Did you know that on average a child laughs 150 times a day. Yes, 150. And the average adult laughs three. Three. It’s just not enough. Somehow there comes a time in our life when we decide that we need to “grow up” and take our responsibilities seriously…it may be our career, or we become a parent, or we have to care for an elderly parent. Whatever it is, it seems like a switch goes off.
I can tell you, I felt two significant shifts in my life. The first came after my college graduation. I graduated when the economy was depressed and for anyone who had “soft skills,” such as an English degree that meant a long road ahead of finding your first “big girl” job. I really started feeling the pressure as my friends slowly began landing their first full-time positions. I became obsessed with landing that first job and not only any first job, but a job that I was proud of. I wanted to be a writer. I would send my resume to anyone who was accepting. It started to consume me….and I think that was the first time that I felt some of the laughter subside and some of the anxiety set in.
The second time I felt the shift was when I became a mother.

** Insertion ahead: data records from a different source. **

// Dotlanth
// Copyright (C) 2025 Synerthink

// This program is free software: you can redistribute it and/or modify
// it under the terms of the GNU Affero General Public License as published by
// the Free Software Foundation, either version 3 of the License, or
// (at your option) any later version.

// This program is distributed in the hope that it will be useful,
// but WITHOUT ANY WARRANTY; without even the implied warranty of
// MERCHANTABILITY or FITNESS FOR A PARTICULAR PURPOSE.  See the
// GNU Affero General Public License for more details.

// You should have received a copy of the GNU Affero General Public License
// along with this program.  If not, see <http://www.gnu.org/licenses/>.

//! Incremental revision analysis
//!
//! Decides for every code generator whether its artifact is current (UNAFFECTED),
//! must be regenerated because something it depends on changed (AFFECTED), or was
//! itself edited (REVISED). Statuses only ever move upward within a run.

pub mod fingerprint;

use crate::ast::SyntaxTree;
use crate::config::CompilerConfig;
use crate::error::{CompileError, CompileResult};
use crate::semantic::{Analysis, CodeGenerator, GeneratorKind};
use dotlearn_common::{DiagnosticKind, Diagnostics};
use fingerprint::{Encoding, Fingerprint, Header, read_header};
use std::collections::{BTreeMap, BTreeSet, VecDeque};
use std::fmt;
use tracing::{debug, info};

/// Outcome of revision analysis for one name, ordered by severity
#[derive(Debug, Clone, Copy, PartialEq, Eq, PartialOrd, Ord, Hash)]
pub enum RevisionStatus {
    Unaffected,
    Affected,
    Revised,
}

impl fmt::Display for RevisionStatus {
    fn fmt(&self, f: &mut fmt::Formatter<'_>) -> fmt::Result {
        f.write_str(match self {
            RevisionStatus::Unaffected => "UNAFFECTED",
            RevisionStatus::Affected => "AFFECTED",
            RevisionStatus::Revised => "REVISED",
        })
    }
}

/// Statuses of every name in the dependor graph
#[derive(Debug, Default)]
pub struct RevisionResult {
    pub statuses: BTreeMap<String, RevisionStatus>,
    /// True iff no declaration was found REVISED before propagation
    pub no_changes: bool,
    /// Declarations whose artifact must not be overwritten this run
    pub protected: BTreeSet<String>,
    /// Current fingerprint of every code generator
    pub fingerprints: BTreeMap<String, Fingerprint>,
    pub diagnostics: Diagnostics,
}

impl RevisionResult {
    pub fn status(&self, name: &str) -> RevisionStatus {
        self.statuses.get(name).copied().unwrap_or(RevisionStatus::Unaffected)
    }

    pub fn is_protected(&self, name: &str) -> bool {
        self.protected.contains(name)
    }

    pub fn count(&self, status: RevisionStatus) -> usize {
        self.statuses.values().filter(|&&s| s == status).count()
    }
}

/// Compares current fingerprints with those recorded in existing artifacts
pub struct RevisionAnalyzer<'a> {
    tree: &'a SyntaxTree,
    analysis: &'a Analysis,
    config: &'a CompilerConfig,
}

impl<'a> RevisionAnalyzer<'a> {
    pub fn new(tree: &'a SyntaxTree, analysis: &'a Analysis, config: &'a CompilerConfig) -> Self {
        Self { tree, analysis, config }
    }

    /// Current fingerprint of a code generator
    pub fn fingerprint(&self, generator: &CodeGenerator) -> Fingerprint {
        Fingerprint::new(self.analysis.shape_of(self.tree, generator), Encoding::for_kind(generator.kind))
    }

    /// Compare one code generator against its artifact on disk
    ///
    /// Returns `Some(Revised)` when the artifact is missing or stale and `None` when it
    /// is current. A learner also needs its learned-state file to be current. An existing
    /// artifact with a foreign header is protected even if the learned state is gone.
    pub fn code_revision(&self, generator: &CodeGenerator, fingerprint: &Fingerprint) -> CompileResult<Option<RevisionStatus>> {
        let artifact = self.config.artifact_path(&generator.name);
        if !artifact.exists() {
            return Ok(Some(RevisionStatus::Revised));
        }

        let current = match read_header(&artifact)? {
            Header::Foreign => return Err(CompileError::ProtectedOverwrite { path: artifact }),
            Header::Generated(encoded) => fingerprint.matches(&encoded),
        };
        if generator.kind == GeneratorKind::Learning && !self.config.model_path(&generator.name).exists() {
            return Ok(Some(RevisionStatus::Revised));
        }
        Ok(if current { None } else { Some(RevisionStatus::Revised) })
    }

    /// Run the whole analysis
    ///
    /// Only I/O errors are returned; protected artifacts are reported as diagnostics.
    pub fn analyze(&self) -> CompileResult<RevisionResult> {
        let mut result = RevisionResult {
            diagnostics: Diagnostics::new("revision"),
            ..Default::default()
        };

        let mut revised = Vec::new();
        for generator in &self.analysis.generators {
            let fingerprint = self.fingerprint(generator);
            match self.code_revision(generator, &fingerprint) {
                Ok(Some(status)) => {
                    debug!(name = %generator.name, %status, "fingerprint differs");
                    result.statuses.insert(generator.name.clone(), status);
                    revised.push(generator.name.clone());
                }
                Ok(None) => {}
                Err(CompileError::ProtectedOverwrite { path }) => {
                    result.diagnostics.error(
                        DiagnosticKind::ProtectedOverwrite,
                        generator.position,
                        format!("{} does not appear to have been generated by dotlearn; `{}` will not be regenerated", path.display(), generator.name),
                    );
                    result.protected.insert(generator.name.clone());
                }
                Err(error) => return Err(error),
            }
            result.fingerprints.insert(generator.name.clone(), fingerprint);
        }
        result.no_changes = revised.is_empty();

        self.propagate(&mut result.statuses, revised);

        for name in self.analysis.dependor.names() {
            result.statuses.entry(name).or_insert(RevisionStatus::Unaffected);
        }

        info!(
            revised = result.count(RevisionStatus::Revised),
            affected = result.count(RevisionStatus::Affected),
            unaffected = result.count(RevisionStatus::Unaffected),
            protected = result.protected.len(),
            "revision analysis finished"
        );
        Ok(result)
    }

    /// Push statuses forward along dependor edges
    ///
    /// Dependors become AFFECTED, except that a learner fed by a REVISED composite
    /// generator becomes REVISED: its learned state is stale, not just its wrapper.
    pub fn propagate(&self, statuses: &mut BTreeMap<String, RevisionStatus>, seeds: Vec<String>) {
        let mut queue: VecDeque<String> = seeds.into();
        while let Some(name) = queue.pop_front() {
            let Some(&status) = statuses.get(&name) else {
                continue;
            };
            let source_is_composite = self.kind_of(&name) == Some(GeneratorKind::Composite);

            for dependor in self.analysis.dependor.dependors(&name) {
                let proposed = if status == RevisionStatus::Revised && source_is_composite && self.kind_of(&dependor) == Some(GeneratorKind::Learning) {
                    RevisionStatus::Revised
                } else {
                    RevisionStatus::Affected
                };
                if statuses.get(&dependor).is_none_or(|&current| current < proposed) {
                    statuses.insert(dependor.clone(), proposed);
                    queue.push_back(dependor);
                }
            }
        }
    }

    fn kind_of(&self, name: &str) -> Option<GeneratorKind> {
        self.analysis.generator(name).map(|g| g.kind)
    }
}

That name carries so much weight. Weight that I never knew existed. As many of you know, we waited a long time for our miracle baby and I think I let that word start carrying more weight than it should have. I wanted to be the perfect mom. I wanted to be there for my son whenever he needed me, but I still wanted to be the best employee I could be. I didn’t want to lose the career that I had worked so hard for. I could do it all, right? I wanted to be the perfect mom, the perfect employee, and the perfect wife. All while trying to be a friend, daughter, and all the other titles that I have.
But, slowly, I began losing myself. I put so much pressure on myself to be responsible. I needed to not only be there for my family, but I also wanted to provide for my family. And you know what? I broke. The depression and anxiety set in so deep that all of the laughter was gone. I didn’t even know what it was like to feel “free” and to let go.
During the dark times I often found myself daydreaming of my college days. I loved my college experience. My friends became like family and I felt like I could be who I really was. Sure, some people thought I was a bit crazy (ditzy, however you want to put it) and that I was a bit all over the place. But, you know what? I was happy, and I laughed…a lot. We would have dance parties in our rooms, game nights, movie nights, or we would just sit around talk for hours and laugh…sometimes until we cried.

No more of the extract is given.